Entonces Atem miró los cientos de papiros que se encontraban encimados unos en otros en su despacho esperando a ser atendidos por él. Se dio cuenta que no era un hombre libre como para comprometerse a más responsabilidades. Ya suficiente tenía con el tiempo que iba a perder en el viaje a las pirámides.

Se dio cuenta de su egoísmo, más no era capaz de contenerse. Necesitaba ayuda urgentemente.

-¿Qué es lo que desea, majestad? -dijo una voz detrás de Atem.

El faraón giró su cabeza hacia el maestro de los magos de Tebas, su más fiel sirviente. Era toda una suerte que Mahad siempre apareciera cuando él más lo necesitaba.

Mahad era joven, a penas cuatro años mayor que Atem, pero aparentaba muchos más. Desde pequeño había sido recluido en las paredes de la casa de la magia en Tebas por su propia voluntad, dedicando todo su tiempo a dominar ese arte.

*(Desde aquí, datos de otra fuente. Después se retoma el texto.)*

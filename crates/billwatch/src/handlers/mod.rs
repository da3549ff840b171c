pub mod admin;
pub mod bills;
pub mod error;
pub mod health;

pub use error::AppError;
//! Pretty output formatting.

use billwatch_core::bill::{BillView, SummaryRecord};
use billwatch_core::cache::InvalidationReport;
use billwatch_core::sync::CacheStats;

use crate::client::health::Health;

/// Format a bill lookup for display.
pub fn format_bill_view(view: &BillView) -> String {
    let bill = &view.bill;
    let mut output = format!(
        "{} - {}\n  ID: {}\n  Session: {} ({})\n  Status: {}",
        bill.identifier, bill.title, bill.id, bill.session, bill.chamber, bill.status
    );
    if let Some(date) = &bill.latest_action_date {
        output.push_str(&format!("\n  Last action: {}", date));
    }
    if !bill.sponsors.is_empty() {
        let names: Vec<&str> = bill.sponsors.iter().map(|s| s.name.as_str()).collect();
        output.push_str(&format!("\n  Sponsors: {}", names.join(", ")));
    }
    if let Some(votes) = &bill.votes {
        output.push_str(&format!(
            "\n  Votes: {} yes / {} no / {} other",
            votes.yes, votes.no, votes.other
        ));
    }
    output.push_str(&format!("\n  Fetched: {}", bill.fetched_at));
    if view.stale {
        output.push_str(" (stale, upstream unavailable)");
    }

    if let Some(summary) = &view.summary {
        output.push_str(&format!("\n\n{}", format_summary(summary)));
    } else if view.summary_unavailable {
        output.push_str("\n\nSummary unavailable.");
    }
    output
}

fn format_summary(summary: &SummaryRecord) -> String {
    let mut output = format!("SUMMARY ({})\n{}", summary.model, summary.text);
    if !summary.key_provisions.is_empty() {
        output.push_str("\n\nKey provisions:");
        for provision in &summary.key_provisions {
            output.push_str(&format!("\n  - {}", provision));
        }
    }
    output.push_str(&format!("\n\nImpact: {}", summary.impact));
    output
}

/// Format cache statistics for display.
pub fn format_stats(stats: &CacheStats) -> String {
    let oldest = stats
        .oldest_entry_age_seconds
        .map(|secs| format!("{}s", secs))
        .unwrap_or_else(|| "-".to_string());

    format!(
        "CACHE\n  Bills: {} ({} fresh, {} stale)\n  Summaries: {}\n  Oldest entry: {}\n  \
         In flight: {} bills, {} summaries\n  Not found: {}",
        stats.bill_entries,
        stats.fresh_bills,
        stats.stale_bills,
        stats.summary_entries,
        oldest,
        stats.in_flight_bill_fetches,
        stats.in_flight_summary_fetches,
        stats.not_found_entries
    )
}

/// Format an invalidation report for display.
pub fn format_report(report: &InvalidationReport) -> String {
    format!(
        "Invalidated:\n  Bills: {}\n  Summaries: {}\n  Not-found entries: {}",
        report.bills_removed, report.summaries_removed, report.not_found_cleared
    )
}

pub fn format_health(health: &Health) -> String {
    format!(
        "Health: {}\n  Bills cached: {}\n  Summaries cached: {}\n  In-flight fetches: {}",
        health.status, health.bill_entries, health.summary_entries, health.in_flight_fetches
    )
}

-Mahad, no era mi intención molestarte -se exculpó el faraón-, pero necesito pedirte un favor. Requiero que Alejandro venga lo antes posible, y aunque se encuentra justo en los jardines de esta ala, no he logrado hacer que atienda mi llamado.

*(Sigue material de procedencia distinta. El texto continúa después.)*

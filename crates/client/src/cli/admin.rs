//! Cache administration CLI commands.

use clap::{ArgGroup, Args, Parser, Subcommand};

use billwatch_core::bill::BillId;
use billwatch_core::cache::{InvalidationRequest, InvalidationScope};

use crate::error::{ClientError, Result};

/// Cache administration commands.
#[derive(Debug, Parser)]
pub struct AdminCommand {
    #[command(subcommand)]
    pub action: AdminAction,
}

/// Available admin actions.
#[derive(Debug, Subcommand)]
pub enum AdminAction {
    /// Show cache statistics.
    Stats,
    /// Drop cached records.
    Invalidate(InvalidateArgs),
}

/// Exactly one scope flag selects what is dropped.
#[derive(Debug, Args)]
#[command(group(ArgGroup::new("scope").required(true).args(["id", "pattern", "expired", "all"])))]
pub struct InvalidateArgs {
    /// A single bill ID.
    #[arg(long)]
    pub id: Option<String>,
    /// Bill IDs matching a glob, e.g. "AB-*".
    #[arg(long)]
    pub pattern: Option<String>,
    /// Bills fetched more than this many seconds ago.
    #[arg(long, value_name = "SECS")]
    pub expired: Option<u64>,
    /// Everything.
    #[arg(long)]
    pub all: bool,
    /// Also drop summaries of the matched bills.
    #[arg(long)]
    pub include_summaries: bool,
}

impl InvalidateArgs {
    /// Builds the request body sent to the server.
    pub fn to_request(&self) -> Result<InvalidationRequest> {
        let scope = if let Some(raw) = &self.id {
            let id = BillId::parse(raw).map_err(|e| ClientError::InvalidInput(e.to_string()))?;
            InvalidationScope::Bill { id }
        } else if let Some(pattern) = &self.pattern {
            InvalidationScope::Matching {
                pattern: pattern.clone(),
            }
        } else if let Some(older_than_seconds) = self.expired {
            InvalidationScope::Expired { older_than_seconds }
        } else if self.all {
            InvalidationScope::All
        } else {
            return Err(ClientError::InvalidInput(
                "one of --id, --pattern, --expired or --all is required".to_string(),
            ));
        };

        Ok(InvalidationRequest {
            scope,
            include_summaries: self.include_summaries,
        })
    }
}

#[cfg(test)]
mod tests {
    use super::*;
    use crate::cli::{Cli, Commands};

    fn invalidate_args(args: &[&str]) -> std::result::Result<InvalidateArgs, clap::Error> {
        let argv = ["billwatch-client", "admin", "invalidate"]
            .into_iter()
            .chain(args.iter().copied());
        let cli = Cli::try_parse_from(argv)?;
        match cli.command {
            Commands::Admin(AdminCommand {
                action: AdminAction::Invalidate(args),
            }) => Ok(args),
            other => panic!("unexpected command: {other:?}"),
        }
    }

    #[test]
    fn test_invalidate_by_id() {
        let request = invalidate_args(&["--id", "AB-123"])
            .unwrap()
            .to_request()
            .unwrap();

        assert_eq!(
            request,
            InvalidationRequest::bill(BillId::parse("AB-123").unwrap())
        );
    }

    #[test]
    fn test_invalidate_pattern_with_summaries() {
        let request = invalidate_args(&["--pattern", "SB-*", "--include-summaries"])
            .unwrap()
            .to_request()
            .unwrap();

        assert_eq!(
            request.scope,
            InvalidationScope::Matching {
                pattern: "SB-*".to_string()
            }
        );
        assert!(request.include_summaries);
    }

    #[test]
    fn test_invalidate_expired() {
        let request = invalidate_args(&["--expired", "86400"])
            .unwrap()
            .to_request()
            .unwrap();

        assert_eq!(request, InvalidationRequest::expired(86_400));
    }

    #[test]
    fn test_invalidate_requires_exactly_one_scope() {
        assert!(invalidate_args(&[]).is_err());
        assert!(invalidate_args(&["--all", "--id", "AB-1"]).is_err());
    }

    #[test]
    fn test_invalidate_rejects_bad_id() {
        let args = invalidate_args(&["--id", "AB 1"]).unwrap();
        assert!(matches!(
            args.to_request(),
            Err(ClientError::InvalidInput(_))
        ));
    }
}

-No se preocupe, majestad, en seguida le avisaré personalmente al administrador real.

Hizo una reverencia y un segundo más tarde Mahad desapareció para reaparecer junto a los jóvenes, dos plantas más abajo.

-Buen día -saludó el mago haciendo una profunda reverencia-. El faraón (larga vida, salud y fortaleza), ha solicitado la presencia del administrador de manera urgente.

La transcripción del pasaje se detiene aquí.